That’s what makes you different from the rest of us, Quentin. You actually still believe in magic. You do realize, right, that nobody else does? I mean we all know magic is real. But you really believe in it. Don’t you.
The Magicians by Lev Grossman
Lev Grossman’s The Magicians offers a fantasy world cribbed heavily (and quite openly) from the Harry Potter and Narnia books: schools for magicians, portals to magical realms, a gang of school chums who face danger and adventure together. But Grossman’s world is more emotionally and morally fraught that Narnia and Hogwarts: the characters are a little older than the child adventurers in the source books, and are navigating the realms of love, sex, loyalty, and responsibility at the same time that they’re learning to cast magical spells and travel to the mystical world of Fillory. In her blurb, Kelly Link compares “The Magicians” to Jay McInerney; to me it seems a bit more like Bret Easton Ellis’ “The Rules of Attraction” and Donna Tartt’s “The Secret History.”
The novel is broken into three sections: the world of Brakebills, an American school for young wizards based on the Hogwarts model; the post-Brakebills world, in which the school’s graduates slip into self-indulgent debauchery because their magic can provide them with everything except purpose; and finally an ill-fated and tragic adventure in Fillory, the Narnia-like world of the childhood books that formed the characters’ earliest impressions of magic. The Brakebills section takes up a little more than half of the novel, and is the most deeply realized, with the school’s traditions, curriculum, and rivalries brought wonderfully to life: it’s an enjoyable read, very much a Harry Potter for grown-ups built around the coming of age of Quentin, a boy plucked from the tedium of Brooklyn and brought to the magical hothouse of Brakebills. But it’s the middle section, where the characters navigate (mostly badly) their early adulthood in Manhattan, that is the moral core of the book. When given so much power so young, how can the Brakebills children find their way in a non-magical world?
The Fillory section feels a bit thinner than the rest. Though it’s interesting to watch the characters encounter the talking animals and sinister characters that have been hinted at all along while they discuss their childhood fascination with the Fillory stories, the world of Fillory is not as well-realized as Brakebills. The end of the Fillory story feels rushed, as if Grossman were trying to wrap things up but also trying to include more Fillory details that had been foreshadowed in the first section.

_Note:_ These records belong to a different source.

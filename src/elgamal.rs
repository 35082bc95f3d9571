//! Exponential ElGamal: key derivation, encryption, decryption, homomorphic
//! addition, and threshold partial decryption.

use std::sync::Arc;

use zeroize::Zeroize;

use crate::error::{Error, Result};
use crate::group::{ElementModP, ElementModQ, GroupContext};

/// A secret/public keypair. The secret is an [`ElementModQ`] with residue
/// `>= 2`; the public key is `G^secret mod P`.
pub struct ElGamalKeypair {
    secret: ElementModQ,
    public_key: ElementModP,
}

impl ElGamalKeypair {
    /// Fails with [`Error::InvalidArgument`] if `secret < 2`.
    pub fn from_secret(context: &Arc<GroupContext>, secret: ElementModQ) -> Result<Self> {
        if secret.value() < &crypto_bigint::U256::from_u64(2) {
            return Err(Error::InvalidArgument("secret key must be >= 2"));
        }
        let public_key = context.g_pow_p(&secret)?;
        Ok(ElGamalKeypair { secret, public_key })
    }

    /// Draws a secret uniformly in `[2, Q)` via the secure RNG.
    pub fn from_random(context: &Arc<GroupContext>) -> Result<Self> {
        let secret = context.random_element_mod_q(2);
        Self::from_secret(context, secret)
    }

    pub fn public_key(&self) -> &ElementModP {
        &self.public_key
    }

    pub fn secret(&self) -> &ElementModQ {
        &self.secret
    }

    /// `blind = pad^secret`; `data / blind = G^m`; recovers `m` via `DLog`.
    /// `None` iff the plaintext exceeds the context's `DLog` cap.
    pub fn decrypt(&self, ciphertext: &ElGamalCiphertext) -> Result<Option<u64>> {
        let blind = ciphertext.pad.pow_p(&self.secret)?;
        let g_pow_m = ciphertext.data.div(&blind)?;
        Ok(ciphertext.pad.context().dlog(&g_pow_m))
    }

    /// `pad^secret mod P`, one share-holder's contribution toward a
    /// threshold decryption.
    pub fn partial_decryption(&self, ciphertext: &ElGamalCiphertext) -> Result<ElementModP> {
        ciphertext.pad.pow_p(&self.secret)
    }
}

/// `(pad, data) = (G^n, G^m * publicKey^n)`.
#[derive(Clone, Debug, PartialEq, Eq)]
pub struct ElGamalCiphertext {
    pub pad: ElementModP,
    pub data: ElementModP,
}

impl ElGamalCiphertext {
    /// Homomorphic addition: `(pad1*pad2, data1*data2)`, which decrypts to
    /// `m1 + m2` when both ciphertexts were produced under the same key.
    pub fn add(&self, other: &Self) -> Result<ElGamalCiphertext> {
        Ok(ElGamalCiphertext {
            pad: self.pad.mul(&other.pad)?,
            data: self.data.mul(&other.data)?,
        })
    }

    /// Sums an iterable of ciphertexts. Fails with
    /// [`Error::InvalidArgument`] on an empty input, since there is no
    /// neutral ciphertext without a public key to build one from.
    pub fn sum<'a>(mut ciphertexts: impl Iterator<Item = &'a ElGamalCiphertext>) -> Result<ElGamalCiphertext> {
        let first = ciphertexts
            .next()
            .ok_or(Error::InvalidArgument("cannot sum an empty list of ciphertexts"))?;
        ciphertexts.try_fold(first.clone(), |acc, c| acc.add(c))
    }

    /// Decrypts using a known nonce instead of the secret key. Equivalent to
    /// the secret-key path for ciphertexts produced by `encrypt(_, n)`.
    pub fn decrypt_with_nonce(&self, public_key: &ElementModP, nonce: &ElementModQ) -> Result<Option<u64>> {
        let blind = public_key.pow_p(nonce)?;
        let g_pow_m = self.data.div(&blind)?;
        Ok(self.pad.context().dlog(&g_pow_m))
    }
}

/// Extension trait over a public key, mirroring the reference API's
/// `publicKey.encrypt(...)` / `publicKey.decryptWithNonce(...)` call shape.
pub trait PublicKeyExt {
    fn encrypt(&self, context: &Arc<GroupContext>, message: u64, nonce: Option<ElementModQ>) -> Result<ElGamalCiphertext>;
}

impl PublicKeyExt for ElementModP {
    /// `pad = G^n`, `data = G^m * publicKey^n`. Fails with
    /// [`Error::InvalidArgument`] if an explicit nonce is zero.
    fn encrypt(&self, context: &Arc<GroupContext>, message: u64, nonce: Option<ElementModQ>) -> Result<ElGamalCiphertext> {
        let nonce = match nonce {
            Some(n) => {
                if !n.in_bounds_no_zero() {
                    return Err(Error::InvalidArgument("encryption nonce must be nonzero"));
                }
                n
            }
            None => context.random_element_mod_q(1),
        };
        let pad = context.g_pow_p(&nonce)?;
        let g_pow_m = context.g_pow_p_small(message)?;
        let shared_secret = self.pow_p(&nonce)?;
        let data = g_pow_m.mul(&shared_secret)?;
        Ok(ElGamalCiphertext { pad, data })
    }
}

/// Element-wise product of multiple public keys, the joint key under which
/// a ciphertext can only be decrypted by combining every share's partial
/// decryption.
pub fn combine_public_keys<'a>(mut keys: impl Iterator<Item = &'a ElementModP>) -> Result<ElementModP> {
    let first = keys
        .next()
        .ok_or(Error::InvalidArgument("cannot combine an empty list of public keys"))?;
    keys.try_fold(first.clone(), |acc, k| acc.mul(k))
}

/// Recovers `m` from `ciphertext.data / (partial_1 * partial_2 * ...)`, given
/// partial decryptions whose underlying secrets sum to the joint secret used
/// to produce `combine_public_keys`.
pub fn combine_partial_decryptions<'a>(
    ciphertext: &ElGamalCiphertext,
    partials: impl Iterator<Item = &'a ElementModP>,
) -> Result<Option<u64>> {
    let mut partials = partials.peekable();
    let first = partials
        .next()
        .ok_or(Error::InvalidArgument("cannot combine an empty list of partial decryptions"))?;
    let product = partials.try_fold(first.clone(), |acc, p| acc.mul(p))?;
    let g_pow_m = ciphertext.data.div(&product)?;
    Ok(ciphertext.pad.context().dlog(&g_pow_m))
}

impl Drop for ElGamalKeypair {
    fn drop(&mut self) {
        self.secret.value_mut().zeroize();
    }
}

The very end of the novel also feels contrived and tacked on. Quentin’s emotional and moral growth after Fillory has been built around a renunciation of magic and the embrace of a non-magical world (though he has no qualms about using his Brakebills connections to secure a job that requires only that he show up and occupy a large corner office); it’s not a full nor especially well-considered transformation, but for a young magician who has gone through a pretty horrific chain of events it’s a significant change. And then a magic globe shatters his office window: this sets things up for the sequel, but doesn’t feel like an organic development. It’s a little like Doc Brown’s sudden return at the end of “Back to the Future,” and we all know how that turned out …
The characters in “The Magicians” are solid enough, though, that they may be able to withstand a sequel. Provided, of course, that they continue to grow up in tragic, tentative, and clumsy ways.